======== Exercise material ========
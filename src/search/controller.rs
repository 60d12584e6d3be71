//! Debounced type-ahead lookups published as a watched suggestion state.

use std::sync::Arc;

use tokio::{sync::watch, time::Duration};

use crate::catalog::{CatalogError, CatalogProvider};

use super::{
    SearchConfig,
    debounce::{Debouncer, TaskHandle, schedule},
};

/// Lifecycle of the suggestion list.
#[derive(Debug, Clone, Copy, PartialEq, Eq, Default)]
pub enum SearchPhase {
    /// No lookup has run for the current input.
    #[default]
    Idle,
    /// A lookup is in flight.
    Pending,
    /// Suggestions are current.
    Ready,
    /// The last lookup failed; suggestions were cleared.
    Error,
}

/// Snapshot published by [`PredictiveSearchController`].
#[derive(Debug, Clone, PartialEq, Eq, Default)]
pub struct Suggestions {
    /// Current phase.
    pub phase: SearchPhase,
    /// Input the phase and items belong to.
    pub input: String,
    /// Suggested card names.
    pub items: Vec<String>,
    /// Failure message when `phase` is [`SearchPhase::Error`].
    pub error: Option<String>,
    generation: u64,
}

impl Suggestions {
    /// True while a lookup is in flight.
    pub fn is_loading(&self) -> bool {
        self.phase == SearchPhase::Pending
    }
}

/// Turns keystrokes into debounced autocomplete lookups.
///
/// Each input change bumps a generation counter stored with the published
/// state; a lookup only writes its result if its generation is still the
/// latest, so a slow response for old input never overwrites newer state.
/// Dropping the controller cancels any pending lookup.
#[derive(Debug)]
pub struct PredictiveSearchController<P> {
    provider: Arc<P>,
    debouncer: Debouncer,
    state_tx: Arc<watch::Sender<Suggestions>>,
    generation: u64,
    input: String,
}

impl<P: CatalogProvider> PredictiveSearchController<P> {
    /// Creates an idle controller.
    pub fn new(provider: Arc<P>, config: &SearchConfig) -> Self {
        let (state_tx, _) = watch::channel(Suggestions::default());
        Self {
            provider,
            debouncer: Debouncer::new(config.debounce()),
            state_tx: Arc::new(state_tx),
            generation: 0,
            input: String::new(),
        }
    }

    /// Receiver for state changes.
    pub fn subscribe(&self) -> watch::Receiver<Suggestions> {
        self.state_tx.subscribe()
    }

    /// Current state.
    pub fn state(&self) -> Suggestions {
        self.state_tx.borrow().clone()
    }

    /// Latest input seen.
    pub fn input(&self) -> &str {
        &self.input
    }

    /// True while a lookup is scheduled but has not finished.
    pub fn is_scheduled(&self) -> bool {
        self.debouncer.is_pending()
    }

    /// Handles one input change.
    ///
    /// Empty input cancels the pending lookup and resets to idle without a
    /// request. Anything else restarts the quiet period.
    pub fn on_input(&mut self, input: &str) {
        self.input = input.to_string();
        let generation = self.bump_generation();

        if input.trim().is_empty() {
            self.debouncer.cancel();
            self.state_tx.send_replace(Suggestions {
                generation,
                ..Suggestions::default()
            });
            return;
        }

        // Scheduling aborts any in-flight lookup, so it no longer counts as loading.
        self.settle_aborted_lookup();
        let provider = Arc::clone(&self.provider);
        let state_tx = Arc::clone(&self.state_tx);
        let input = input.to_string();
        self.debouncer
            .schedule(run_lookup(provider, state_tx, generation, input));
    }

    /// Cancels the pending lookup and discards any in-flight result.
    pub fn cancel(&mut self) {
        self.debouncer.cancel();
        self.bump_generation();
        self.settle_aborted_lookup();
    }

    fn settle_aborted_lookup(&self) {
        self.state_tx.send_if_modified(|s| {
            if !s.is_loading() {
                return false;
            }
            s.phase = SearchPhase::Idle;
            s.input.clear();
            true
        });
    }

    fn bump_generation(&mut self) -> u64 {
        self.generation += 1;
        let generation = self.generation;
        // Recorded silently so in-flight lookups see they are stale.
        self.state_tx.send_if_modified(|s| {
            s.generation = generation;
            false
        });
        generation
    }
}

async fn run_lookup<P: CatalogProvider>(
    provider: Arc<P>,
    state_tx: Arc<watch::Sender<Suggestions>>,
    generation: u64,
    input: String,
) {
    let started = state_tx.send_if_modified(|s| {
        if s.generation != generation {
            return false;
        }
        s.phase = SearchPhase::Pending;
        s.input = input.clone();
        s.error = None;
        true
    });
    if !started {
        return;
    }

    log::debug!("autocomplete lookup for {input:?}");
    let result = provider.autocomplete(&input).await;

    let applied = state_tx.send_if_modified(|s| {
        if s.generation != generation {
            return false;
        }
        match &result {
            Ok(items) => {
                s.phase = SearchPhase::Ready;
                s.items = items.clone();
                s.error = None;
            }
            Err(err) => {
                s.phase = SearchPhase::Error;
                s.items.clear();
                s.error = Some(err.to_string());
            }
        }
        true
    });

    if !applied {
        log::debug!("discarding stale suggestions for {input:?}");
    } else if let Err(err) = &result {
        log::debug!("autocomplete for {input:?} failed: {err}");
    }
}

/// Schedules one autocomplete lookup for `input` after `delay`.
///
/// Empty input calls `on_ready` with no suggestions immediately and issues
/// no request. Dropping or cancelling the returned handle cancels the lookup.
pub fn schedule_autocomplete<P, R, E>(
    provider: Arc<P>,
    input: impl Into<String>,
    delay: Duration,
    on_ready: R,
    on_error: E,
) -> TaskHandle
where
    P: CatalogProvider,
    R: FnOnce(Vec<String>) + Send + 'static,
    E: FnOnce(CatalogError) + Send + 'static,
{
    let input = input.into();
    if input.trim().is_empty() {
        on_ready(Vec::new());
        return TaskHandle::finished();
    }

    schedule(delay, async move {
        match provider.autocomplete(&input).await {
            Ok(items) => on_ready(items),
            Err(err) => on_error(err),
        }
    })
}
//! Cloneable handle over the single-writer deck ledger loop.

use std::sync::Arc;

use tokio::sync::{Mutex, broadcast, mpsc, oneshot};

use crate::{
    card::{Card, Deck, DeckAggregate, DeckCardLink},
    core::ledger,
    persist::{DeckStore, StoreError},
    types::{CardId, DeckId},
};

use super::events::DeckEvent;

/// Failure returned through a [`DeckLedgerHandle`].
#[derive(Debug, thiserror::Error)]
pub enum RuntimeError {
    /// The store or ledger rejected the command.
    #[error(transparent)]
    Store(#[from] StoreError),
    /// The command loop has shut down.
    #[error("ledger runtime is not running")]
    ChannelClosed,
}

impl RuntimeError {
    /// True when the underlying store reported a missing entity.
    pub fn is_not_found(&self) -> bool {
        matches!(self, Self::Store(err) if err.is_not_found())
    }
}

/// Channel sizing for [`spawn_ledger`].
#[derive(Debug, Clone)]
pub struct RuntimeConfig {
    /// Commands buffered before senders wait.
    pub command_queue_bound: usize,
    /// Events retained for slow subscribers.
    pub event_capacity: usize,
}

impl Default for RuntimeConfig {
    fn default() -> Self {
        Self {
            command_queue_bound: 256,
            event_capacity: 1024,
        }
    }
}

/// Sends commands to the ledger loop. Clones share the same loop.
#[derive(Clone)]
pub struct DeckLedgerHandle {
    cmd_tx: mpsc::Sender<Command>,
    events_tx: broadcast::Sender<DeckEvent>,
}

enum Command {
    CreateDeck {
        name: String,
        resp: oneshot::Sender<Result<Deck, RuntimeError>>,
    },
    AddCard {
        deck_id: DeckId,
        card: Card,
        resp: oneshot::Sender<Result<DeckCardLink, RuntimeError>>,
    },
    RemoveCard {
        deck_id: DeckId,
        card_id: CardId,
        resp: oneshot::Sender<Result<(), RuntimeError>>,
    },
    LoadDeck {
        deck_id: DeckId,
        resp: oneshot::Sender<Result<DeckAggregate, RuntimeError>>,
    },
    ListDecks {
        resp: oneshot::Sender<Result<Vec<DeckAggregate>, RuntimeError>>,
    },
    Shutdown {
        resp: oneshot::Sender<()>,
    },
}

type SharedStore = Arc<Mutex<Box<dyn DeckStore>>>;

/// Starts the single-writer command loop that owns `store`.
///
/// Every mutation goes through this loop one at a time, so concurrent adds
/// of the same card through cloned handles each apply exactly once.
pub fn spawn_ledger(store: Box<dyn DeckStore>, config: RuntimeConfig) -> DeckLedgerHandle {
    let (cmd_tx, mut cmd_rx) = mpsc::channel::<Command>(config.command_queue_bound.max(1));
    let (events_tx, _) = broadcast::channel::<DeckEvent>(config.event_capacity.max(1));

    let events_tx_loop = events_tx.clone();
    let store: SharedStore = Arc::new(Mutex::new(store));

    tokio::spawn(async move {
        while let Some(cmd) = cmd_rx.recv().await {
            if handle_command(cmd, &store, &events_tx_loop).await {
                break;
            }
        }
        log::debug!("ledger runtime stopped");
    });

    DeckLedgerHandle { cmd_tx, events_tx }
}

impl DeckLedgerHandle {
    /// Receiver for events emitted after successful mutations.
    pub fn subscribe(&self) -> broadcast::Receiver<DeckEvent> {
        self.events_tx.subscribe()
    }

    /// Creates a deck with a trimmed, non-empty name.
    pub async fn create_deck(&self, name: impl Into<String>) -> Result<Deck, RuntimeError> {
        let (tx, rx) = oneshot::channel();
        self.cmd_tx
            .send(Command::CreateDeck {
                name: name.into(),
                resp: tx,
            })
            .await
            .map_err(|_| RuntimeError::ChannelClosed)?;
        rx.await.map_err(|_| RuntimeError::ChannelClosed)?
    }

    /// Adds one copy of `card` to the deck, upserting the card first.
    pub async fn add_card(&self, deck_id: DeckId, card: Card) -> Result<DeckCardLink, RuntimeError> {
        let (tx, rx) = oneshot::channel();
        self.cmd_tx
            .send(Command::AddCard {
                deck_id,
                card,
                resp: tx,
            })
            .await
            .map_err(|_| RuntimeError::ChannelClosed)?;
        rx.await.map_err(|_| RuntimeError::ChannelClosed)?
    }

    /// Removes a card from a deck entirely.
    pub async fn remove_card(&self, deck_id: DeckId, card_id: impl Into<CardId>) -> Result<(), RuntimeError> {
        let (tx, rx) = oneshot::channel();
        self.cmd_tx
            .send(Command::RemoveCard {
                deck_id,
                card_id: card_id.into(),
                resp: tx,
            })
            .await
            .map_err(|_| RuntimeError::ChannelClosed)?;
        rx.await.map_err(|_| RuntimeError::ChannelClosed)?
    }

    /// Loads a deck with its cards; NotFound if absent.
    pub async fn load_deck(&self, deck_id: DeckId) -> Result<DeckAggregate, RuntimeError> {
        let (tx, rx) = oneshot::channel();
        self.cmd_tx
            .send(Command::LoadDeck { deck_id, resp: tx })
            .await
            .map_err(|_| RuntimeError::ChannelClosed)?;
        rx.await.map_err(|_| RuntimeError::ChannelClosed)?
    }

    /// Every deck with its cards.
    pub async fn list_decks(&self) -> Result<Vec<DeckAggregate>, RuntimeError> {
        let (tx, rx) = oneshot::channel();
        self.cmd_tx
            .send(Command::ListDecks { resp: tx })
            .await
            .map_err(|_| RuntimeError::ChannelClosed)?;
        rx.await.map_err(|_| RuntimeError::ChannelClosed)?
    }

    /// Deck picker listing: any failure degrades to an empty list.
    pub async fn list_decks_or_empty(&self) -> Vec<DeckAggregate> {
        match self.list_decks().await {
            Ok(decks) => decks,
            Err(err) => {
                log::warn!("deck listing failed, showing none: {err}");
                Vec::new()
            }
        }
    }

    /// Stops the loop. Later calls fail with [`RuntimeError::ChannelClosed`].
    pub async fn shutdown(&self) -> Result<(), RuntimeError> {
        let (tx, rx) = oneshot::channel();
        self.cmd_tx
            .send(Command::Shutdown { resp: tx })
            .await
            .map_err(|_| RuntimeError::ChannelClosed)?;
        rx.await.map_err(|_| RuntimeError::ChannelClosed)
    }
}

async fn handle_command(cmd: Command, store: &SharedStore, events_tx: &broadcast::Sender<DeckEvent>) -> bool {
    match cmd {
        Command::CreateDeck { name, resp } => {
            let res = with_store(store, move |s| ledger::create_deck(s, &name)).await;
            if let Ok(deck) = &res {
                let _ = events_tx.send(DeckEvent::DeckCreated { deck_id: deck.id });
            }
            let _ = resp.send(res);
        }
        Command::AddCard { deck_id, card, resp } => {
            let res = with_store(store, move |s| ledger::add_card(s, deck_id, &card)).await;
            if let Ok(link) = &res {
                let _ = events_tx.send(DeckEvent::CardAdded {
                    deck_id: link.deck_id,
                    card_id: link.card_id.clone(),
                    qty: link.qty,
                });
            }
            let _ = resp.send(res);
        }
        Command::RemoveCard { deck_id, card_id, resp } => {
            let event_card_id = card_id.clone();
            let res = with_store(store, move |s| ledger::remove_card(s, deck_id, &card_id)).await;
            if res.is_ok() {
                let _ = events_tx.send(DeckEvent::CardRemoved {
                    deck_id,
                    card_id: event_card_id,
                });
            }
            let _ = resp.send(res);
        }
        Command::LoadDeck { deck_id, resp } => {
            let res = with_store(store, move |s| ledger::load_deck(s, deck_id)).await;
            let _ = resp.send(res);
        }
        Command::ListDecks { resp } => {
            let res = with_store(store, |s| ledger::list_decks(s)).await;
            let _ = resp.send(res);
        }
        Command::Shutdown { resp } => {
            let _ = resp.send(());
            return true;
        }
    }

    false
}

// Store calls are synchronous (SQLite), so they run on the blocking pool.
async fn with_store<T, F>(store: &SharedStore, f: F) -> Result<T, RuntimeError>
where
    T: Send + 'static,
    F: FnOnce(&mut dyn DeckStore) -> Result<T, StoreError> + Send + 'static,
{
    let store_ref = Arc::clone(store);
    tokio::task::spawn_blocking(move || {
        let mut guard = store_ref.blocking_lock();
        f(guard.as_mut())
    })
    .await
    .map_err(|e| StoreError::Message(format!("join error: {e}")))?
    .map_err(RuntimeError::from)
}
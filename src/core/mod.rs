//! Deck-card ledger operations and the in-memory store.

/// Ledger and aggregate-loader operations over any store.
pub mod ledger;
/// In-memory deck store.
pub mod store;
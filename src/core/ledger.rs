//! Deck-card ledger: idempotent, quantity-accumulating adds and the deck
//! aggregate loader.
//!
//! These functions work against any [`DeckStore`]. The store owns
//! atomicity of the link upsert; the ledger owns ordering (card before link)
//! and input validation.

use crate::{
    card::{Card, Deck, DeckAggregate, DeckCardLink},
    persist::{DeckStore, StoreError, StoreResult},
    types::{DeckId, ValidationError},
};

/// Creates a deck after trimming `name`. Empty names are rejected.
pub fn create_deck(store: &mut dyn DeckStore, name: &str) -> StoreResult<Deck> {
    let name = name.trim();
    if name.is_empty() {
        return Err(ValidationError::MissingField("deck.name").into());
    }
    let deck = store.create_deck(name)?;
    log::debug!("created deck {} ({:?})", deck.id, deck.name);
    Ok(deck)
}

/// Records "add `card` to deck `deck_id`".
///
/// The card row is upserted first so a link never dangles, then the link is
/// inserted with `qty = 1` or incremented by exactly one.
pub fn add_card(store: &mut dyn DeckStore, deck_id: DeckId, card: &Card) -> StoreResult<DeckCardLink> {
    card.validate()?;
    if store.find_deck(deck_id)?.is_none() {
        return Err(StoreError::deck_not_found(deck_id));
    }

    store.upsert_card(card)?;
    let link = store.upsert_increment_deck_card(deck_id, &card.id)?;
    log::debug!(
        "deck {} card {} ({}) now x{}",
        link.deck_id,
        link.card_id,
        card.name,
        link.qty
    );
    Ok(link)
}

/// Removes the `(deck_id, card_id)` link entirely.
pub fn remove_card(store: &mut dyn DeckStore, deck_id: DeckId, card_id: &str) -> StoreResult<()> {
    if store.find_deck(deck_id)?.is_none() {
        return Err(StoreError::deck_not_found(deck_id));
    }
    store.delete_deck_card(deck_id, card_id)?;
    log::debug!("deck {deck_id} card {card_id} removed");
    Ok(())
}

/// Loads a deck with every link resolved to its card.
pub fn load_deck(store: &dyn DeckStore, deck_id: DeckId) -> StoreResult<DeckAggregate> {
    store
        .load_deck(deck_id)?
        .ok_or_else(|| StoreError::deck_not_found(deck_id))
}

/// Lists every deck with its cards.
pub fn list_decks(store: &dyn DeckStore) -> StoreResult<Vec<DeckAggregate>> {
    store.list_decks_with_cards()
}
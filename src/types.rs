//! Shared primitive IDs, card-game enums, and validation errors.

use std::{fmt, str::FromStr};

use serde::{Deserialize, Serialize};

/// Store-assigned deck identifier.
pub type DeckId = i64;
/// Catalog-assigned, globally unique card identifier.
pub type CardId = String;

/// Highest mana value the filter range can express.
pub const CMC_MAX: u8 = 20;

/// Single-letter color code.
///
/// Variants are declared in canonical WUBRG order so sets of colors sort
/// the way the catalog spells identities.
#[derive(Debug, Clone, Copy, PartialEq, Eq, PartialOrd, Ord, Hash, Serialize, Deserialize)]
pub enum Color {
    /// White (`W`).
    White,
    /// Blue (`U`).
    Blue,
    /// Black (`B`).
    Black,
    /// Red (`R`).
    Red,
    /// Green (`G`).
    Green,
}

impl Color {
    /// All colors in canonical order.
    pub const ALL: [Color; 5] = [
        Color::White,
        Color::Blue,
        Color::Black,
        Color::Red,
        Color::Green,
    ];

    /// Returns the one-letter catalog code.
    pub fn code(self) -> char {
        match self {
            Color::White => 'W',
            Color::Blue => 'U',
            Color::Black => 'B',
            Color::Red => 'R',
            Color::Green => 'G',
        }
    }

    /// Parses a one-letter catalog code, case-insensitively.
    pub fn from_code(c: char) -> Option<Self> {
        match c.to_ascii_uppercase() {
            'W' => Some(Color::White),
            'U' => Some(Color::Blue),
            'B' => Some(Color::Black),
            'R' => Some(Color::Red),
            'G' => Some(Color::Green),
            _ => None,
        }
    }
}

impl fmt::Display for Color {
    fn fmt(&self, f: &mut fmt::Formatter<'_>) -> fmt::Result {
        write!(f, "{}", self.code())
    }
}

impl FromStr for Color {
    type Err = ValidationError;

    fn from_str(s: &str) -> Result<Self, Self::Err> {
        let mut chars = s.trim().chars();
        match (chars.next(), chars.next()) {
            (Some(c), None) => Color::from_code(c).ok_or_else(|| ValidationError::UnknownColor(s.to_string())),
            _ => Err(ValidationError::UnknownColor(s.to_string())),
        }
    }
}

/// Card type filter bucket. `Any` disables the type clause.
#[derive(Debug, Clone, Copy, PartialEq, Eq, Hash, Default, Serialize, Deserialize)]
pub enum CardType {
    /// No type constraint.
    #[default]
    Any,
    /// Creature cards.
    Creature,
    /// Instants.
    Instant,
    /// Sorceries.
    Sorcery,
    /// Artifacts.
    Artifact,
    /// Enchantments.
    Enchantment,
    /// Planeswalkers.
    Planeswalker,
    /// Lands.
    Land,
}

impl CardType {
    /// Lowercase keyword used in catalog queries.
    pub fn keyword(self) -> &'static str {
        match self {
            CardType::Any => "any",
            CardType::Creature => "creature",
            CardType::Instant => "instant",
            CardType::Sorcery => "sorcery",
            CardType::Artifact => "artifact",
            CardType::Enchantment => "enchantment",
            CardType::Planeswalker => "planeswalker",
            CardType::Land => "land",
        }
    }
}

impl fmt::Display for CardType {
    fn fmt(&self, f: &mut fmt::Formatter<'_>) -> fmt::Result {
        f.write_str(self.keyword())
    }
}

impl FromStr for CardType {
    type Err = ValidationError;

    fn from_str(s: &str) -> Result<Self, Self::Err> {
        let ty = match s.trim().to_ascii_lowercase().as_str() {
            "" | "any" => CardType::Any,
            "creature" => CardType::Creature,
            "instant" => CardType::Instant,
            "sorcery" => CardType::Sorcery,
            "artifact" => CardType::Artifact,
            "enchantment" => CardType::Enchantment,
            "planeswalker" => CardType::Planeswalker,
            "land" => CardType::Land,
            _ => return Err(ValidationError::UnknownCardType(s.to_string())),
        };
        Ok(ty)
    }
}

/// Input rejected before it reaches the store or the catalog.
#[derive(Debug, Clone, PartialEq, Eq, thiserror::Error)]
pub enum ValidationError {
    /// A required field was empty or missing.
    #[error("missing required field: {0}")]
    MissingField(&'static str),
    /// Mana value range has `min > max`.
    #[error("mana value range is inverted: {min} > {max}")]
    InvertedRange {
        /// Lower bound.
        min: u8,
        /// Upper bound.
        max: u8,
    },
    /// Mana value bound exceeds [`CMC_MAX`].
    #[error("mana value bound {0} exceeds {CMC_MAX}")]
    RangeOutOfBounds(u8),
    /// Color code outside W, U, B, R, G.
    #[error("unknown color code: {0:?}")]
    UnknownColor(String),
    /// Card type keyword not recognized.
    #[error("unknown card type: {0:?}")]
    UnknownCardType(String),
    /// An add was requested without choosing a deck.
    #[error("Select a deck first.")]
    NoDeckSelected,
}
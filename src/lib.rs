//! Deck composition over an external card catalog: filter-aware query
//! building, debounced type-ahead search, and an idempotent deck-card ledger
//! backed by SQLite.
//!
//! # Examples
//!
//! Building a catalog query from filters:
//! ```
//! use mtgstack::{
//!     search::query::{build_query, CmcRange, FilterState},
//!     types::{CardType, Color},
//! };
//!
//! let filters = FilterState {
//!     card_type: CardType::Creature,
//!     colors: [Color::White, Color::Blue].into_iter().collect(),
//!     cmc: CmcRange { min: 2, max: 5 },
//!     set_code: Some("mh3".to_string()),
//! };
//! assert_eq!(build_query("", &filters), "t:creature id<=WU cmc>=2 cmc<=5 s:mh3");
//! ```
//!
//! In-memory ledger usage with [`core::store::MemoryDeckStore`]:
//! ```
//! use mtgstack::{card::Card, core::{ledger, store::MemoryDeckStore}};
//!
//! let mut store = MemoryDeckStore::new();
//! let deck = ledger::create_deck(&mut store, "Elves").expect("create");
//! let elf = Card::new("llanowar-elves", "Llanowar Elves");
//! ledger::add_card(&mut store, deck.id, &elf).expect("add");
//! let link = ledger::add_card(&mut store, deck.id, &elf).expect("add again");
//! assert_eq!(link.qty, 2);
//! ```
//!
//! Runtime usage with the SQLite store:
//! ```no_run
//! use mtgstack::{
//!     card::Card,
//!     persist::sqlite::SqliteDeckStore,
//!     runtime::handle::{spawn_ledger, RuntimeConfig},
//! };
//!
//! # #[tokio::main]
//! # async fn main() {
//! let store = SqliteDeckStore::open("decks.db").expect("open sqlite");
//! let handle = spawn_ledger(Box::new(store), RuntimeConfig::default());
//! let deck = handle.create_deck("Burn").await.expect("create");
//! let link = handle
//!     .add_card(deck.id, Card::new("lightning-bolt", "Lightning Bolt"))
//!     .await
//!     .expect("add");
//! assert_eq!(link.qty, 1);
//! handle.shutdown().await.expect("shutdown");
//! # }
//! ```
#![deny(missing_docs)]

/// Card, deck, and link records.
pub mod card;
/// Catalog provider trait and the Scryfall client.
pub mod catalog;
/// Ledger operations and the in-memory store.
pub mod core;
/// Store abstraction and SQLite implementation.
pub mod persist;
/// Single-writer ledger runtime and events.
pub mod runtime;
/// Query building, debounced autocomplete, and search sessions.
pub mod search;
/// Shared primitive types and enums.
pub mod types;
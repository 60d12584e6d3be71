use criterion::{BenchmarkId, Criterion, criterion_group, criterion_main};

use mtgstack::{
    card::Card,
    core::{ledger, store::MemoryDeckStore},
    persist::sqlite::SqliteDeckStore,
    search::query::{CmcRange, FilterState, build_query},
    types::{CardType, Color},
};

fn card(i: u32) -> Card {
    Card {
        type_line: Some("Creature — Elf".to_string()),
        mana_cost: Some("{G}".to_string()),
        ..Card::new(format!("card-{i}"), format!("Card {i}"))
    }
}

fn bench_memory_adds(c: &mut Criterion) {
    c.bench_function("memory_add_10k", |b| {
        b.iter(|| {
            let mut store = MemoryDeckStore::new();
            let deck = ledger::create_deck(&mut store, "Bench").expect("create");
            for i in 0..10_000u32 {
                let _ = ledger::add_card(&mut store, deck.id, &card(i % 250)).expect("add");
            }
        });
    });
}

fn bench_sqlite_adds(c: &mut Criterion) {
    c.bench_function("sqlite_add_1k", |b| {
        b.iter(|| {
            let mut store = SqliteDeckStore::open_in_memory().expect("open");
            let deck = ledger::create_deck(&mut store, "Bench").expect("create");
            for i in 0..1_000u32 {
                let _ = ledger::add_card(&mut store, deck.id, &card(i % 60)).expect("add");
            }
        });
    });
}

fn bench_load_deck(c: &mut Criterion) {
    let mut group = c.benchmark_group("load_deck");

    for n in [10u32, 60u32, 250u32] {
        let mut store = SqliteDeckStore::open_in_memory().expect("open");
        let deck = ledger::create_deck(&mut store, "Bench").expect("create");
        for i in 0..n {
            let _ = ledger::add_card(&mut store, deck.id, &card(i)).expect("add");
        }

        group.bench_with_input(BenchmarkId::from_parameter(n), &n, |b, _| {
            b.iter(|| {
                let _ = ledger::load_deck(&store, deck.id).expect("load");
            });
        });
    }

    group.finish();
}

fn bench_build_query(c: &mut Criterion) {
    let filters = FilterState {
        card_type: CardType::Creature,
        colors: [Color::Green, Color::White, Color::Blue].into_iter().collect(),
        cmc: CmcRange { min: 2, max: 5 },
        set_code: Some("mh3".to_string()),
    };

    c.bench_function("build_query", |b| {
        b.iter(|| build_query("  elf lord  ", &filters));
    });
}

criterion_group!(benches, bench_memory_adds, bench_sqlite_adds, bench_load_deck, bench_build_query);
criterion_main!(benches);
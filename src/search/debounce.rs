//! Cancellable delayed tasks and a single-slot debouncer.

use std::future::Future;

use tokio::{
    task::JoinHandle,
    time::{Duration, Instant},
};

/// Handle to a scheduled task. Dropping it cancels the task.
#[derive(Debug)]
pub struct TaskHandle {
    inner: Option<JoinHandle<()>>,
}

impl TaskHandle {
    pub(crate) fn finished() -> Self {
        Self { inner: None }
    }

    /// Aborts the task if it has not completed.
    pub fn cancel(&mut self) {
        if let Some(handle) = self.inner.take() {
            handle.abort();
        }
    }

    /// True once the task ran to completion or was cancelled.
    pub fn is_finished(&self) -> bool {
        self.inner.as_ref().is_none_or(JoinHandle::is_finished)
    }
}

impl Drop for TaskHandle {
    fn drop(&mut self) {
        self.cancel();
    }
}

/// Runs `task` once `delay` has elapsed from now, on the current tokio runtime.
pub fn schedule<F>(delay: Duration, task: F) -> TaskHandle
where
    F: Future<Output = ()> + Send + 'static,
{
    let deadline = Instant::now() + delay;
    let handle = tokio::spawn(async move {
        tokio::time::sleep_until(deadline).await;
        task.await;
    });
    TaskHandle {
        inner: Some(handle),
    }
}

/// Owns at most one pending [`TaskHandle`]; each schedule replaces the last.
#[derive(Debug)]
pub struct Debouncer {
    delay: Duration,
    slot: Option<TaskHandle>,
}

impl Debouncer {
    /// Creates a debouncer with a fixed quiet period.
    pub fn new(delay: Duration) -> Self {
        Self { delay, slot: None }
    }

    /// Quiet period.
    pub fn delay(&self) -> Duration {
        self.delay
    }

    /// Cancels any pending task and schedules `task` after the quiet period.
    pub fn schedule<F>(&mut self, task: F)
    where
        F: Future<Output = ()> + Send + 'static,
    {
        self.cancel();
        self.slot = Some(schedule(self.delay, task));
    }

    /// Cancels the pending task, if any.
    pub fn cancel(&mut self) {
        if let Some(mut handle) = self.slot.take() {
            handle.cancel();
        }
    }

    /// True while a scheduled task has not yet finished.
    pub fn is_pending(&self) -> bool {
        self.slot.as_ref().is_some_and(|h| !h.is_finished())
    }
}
========
◆ **What is required**:
Gather all lines from the listing above in which "never" occurs.

◆ **Output for this exercise**:
/// latest, so a slow response for old input never overwrites newer state.
/// The card row is upserted first so a link never dangles, then the link is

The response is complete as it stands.